#### Problem statement:
Write the number of lines in the material below that contain "return", with no other words.

#### Material for this task:

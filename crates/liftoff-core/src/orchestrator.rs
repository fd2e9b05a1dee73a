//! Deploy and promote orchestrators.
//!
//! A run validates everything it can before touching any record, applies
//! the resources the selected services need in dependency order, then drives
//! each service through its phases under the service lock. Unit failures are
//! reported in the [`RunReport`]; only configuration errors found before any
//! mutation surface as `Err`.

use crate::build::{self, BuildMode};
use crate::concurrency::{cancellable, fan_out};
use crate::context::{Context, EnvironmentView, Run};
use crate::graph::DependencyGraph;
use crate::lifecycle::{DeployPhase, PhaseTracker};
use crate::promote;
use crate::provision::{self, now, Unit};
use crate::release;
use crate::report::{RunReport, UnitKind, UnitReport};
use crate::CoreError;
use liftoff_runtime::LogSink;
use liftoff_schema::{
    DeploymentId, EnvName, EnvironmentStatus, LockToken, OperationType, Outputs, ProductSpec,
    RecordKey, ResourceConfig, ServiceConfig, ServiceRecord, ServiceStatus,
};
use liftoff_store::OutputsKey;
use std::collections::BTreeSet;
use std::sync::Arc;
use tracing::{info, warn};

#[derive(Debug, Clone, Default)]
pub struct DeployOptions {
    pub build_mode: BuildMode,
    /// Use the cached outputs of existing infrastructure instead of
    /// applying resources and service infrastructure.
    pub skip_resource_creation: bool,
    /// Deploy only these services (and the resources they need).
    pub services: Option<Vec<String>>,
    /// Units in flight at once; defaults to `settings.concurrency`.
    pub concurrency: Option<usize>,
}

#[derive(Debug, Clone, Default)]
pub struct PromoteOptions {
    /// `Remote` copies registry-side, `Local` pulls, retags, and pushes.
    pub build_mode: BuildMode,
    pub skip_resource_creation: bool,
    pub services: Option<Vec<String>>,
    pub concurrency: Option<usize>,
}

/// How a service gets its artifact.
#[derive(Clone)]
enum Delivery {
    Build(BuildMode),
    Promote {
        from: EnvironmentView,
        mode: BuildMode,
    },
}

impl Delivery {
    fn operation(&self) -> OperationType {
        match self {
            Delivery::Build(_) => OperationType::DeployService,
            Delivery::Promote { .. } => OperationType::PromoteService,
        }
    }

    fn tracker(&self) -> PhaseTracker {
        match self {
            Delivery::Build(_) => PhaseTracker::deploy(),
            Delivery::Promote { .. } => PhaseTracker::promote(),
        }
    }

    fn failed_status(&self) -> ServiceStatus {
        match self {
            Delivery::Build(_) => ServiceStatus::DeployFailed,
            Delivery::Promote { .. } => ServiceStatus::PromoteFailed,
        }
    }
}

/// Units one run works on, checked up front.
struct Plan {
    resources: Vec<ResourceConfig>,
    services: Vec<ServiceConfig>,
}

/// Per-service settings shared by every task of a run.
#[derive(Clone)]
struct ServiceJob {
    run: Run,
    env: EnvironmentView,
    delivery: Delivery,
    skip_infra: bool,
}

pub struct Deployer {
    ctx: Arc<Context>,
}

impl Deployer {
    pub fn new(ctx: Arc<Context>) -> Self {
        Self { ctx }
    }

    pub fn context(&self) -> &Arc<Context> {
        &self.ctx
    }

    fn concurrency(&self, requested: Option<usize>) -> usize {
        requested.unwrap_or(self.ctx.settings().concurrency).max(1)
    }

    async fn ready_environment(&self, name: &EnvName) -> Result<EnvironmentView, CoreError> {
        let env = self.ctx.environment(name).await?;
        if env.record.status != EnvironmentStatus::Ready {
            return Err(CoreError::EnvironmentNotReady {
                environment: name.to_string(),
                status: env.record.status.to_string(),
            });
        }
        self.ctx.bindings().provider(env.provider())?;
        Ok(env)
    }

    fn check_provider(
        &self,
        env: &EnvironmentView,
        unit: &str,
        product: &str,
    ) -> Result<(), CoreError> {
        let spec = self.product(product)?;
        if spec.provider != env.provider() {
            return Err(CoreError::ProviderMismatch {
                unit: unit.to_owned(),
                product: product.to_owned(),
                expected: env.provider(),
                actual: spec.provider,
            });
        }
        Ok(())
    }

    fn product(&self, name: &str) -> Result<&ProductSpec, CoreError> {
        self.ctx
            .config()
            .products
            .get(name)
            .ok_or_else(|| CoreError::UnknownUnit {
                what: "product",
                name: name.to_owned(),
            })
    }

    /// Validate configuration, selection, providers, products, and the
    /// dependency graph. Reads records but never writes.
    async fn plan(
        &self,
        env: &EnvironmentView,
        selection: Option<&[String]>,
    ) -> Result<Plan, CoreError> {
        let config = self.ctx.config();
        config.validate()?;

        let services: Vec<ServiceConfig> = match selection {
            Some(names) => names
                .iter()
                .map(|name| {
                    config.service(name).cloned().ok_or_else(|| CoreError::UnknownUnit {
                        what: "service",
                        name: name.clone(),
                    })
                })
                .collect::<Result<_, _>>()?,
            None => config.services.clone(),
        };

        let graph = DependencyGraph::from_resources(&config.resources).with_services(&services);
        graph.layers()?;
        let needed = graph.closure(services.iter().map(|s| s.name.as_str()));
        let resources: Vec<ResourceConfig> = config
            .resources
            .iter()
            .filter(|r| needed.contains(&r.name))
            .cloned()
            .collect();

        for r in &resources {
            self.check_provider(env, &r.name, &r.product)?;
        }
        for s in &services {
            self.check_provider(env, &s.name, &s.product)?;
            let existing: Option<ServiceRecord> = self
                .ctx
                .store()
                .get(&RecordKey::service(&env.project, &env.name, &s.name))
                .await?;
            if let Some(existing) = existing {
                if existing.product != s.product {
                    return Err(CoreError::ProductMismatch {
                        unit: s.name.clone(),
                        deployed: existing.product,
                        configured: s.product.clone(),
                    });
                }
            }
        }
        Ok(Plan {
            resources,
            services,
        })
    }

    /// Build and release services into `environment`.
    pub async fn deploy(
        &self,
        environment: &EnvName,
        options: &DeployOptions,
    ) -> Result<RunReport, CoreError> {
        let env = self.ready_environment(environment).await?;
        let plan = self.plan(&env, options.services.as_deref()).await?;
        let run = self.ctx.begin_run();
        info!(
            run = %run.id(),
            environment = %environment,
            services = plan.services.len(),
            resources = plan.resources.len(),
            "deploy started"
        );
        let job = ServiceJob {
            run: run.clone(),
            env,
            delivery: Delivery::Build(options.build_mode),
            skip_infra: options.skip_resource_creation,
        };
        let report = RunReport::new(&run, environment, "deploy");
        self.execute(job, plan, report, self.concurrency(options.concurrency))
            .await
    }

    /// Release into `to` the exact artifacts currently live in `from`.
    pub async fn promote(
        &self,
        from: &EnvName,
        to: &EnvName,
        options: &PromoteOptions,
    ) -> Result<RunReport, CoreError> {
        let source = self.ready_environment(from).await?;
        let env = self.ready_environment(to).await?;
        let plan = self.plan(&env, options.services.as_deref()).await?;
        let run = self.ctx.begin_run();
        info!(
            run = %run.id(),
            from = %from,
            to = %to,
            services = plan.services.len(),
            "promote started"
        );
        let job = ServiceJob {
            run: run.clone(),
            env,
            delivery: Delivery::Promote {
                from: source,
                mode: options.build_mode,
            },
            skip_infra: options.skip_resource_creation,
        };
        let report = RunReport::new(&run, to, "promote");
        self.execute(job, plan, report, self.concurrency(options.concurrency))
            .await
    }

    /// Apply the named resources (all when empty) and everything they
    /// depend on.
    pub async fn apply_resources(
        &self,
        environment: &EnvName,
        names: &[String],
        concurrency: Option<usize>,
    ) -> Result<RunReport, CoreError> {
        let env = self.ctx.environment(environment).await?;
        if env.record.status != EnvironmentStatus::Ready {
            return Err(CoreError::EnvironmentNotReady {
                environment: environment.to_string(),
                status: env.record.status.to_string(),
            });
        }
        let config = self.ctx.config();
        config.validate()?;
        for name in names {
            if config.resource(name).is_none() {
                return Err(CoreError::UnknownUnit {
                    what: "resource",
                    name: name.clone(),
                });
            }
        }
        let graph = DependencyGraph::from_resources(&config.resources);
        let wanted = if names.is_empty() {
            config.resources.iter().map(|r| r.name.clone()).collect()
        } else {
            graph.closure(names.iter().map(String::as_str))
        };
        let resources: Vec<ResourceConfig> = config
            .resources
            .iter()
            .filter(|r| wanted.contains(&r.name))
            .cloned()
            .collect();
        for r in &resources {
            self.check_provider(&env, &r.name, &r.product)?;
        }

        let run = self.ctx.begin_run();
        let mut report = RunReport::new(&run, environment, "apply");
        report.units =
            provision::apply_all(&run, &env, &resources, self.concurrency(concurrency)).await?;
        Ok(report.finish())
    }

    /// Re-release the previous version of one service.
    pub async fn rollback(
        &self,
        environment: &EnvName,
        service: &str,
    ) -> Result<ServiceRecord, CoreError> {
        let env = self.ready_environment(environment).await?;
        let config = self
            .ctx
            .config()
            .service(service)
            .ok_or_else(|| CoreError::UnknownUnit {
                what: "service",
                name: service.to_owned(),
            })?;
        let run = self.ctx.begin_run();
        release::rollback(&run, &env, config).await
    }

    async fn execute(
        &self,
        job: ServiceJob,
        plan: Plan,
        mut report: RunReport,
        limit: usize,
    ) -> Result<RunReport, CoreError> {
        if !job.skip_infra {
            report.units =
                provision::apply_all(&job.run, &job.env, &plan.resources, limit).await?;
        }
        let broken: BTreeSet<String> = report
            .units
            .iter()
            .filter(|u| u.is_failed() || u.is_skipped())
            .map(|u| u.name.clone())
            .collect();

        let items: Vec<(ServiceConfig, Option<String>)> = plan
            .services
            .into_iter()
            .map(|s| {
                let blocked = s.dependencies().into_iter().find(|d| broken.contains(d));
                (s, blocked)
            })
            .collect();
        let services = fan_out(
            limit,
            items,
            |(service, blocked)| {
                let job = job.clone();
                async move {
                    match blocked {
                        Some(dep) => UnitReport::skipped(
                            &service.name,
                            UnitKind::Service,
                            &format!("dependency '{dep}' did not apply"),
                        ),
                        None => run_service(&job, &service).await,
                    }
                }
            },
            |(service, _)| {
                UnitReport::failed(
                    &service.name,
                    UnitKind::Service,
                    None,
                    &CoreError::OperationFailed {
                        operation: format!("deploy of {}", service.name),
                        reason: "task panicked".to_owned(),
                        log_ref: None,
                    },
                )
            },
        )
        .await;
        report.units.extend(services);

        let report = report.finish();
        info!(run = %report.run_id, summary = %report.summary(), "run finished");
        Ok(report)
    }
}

#### Exercise answer:
5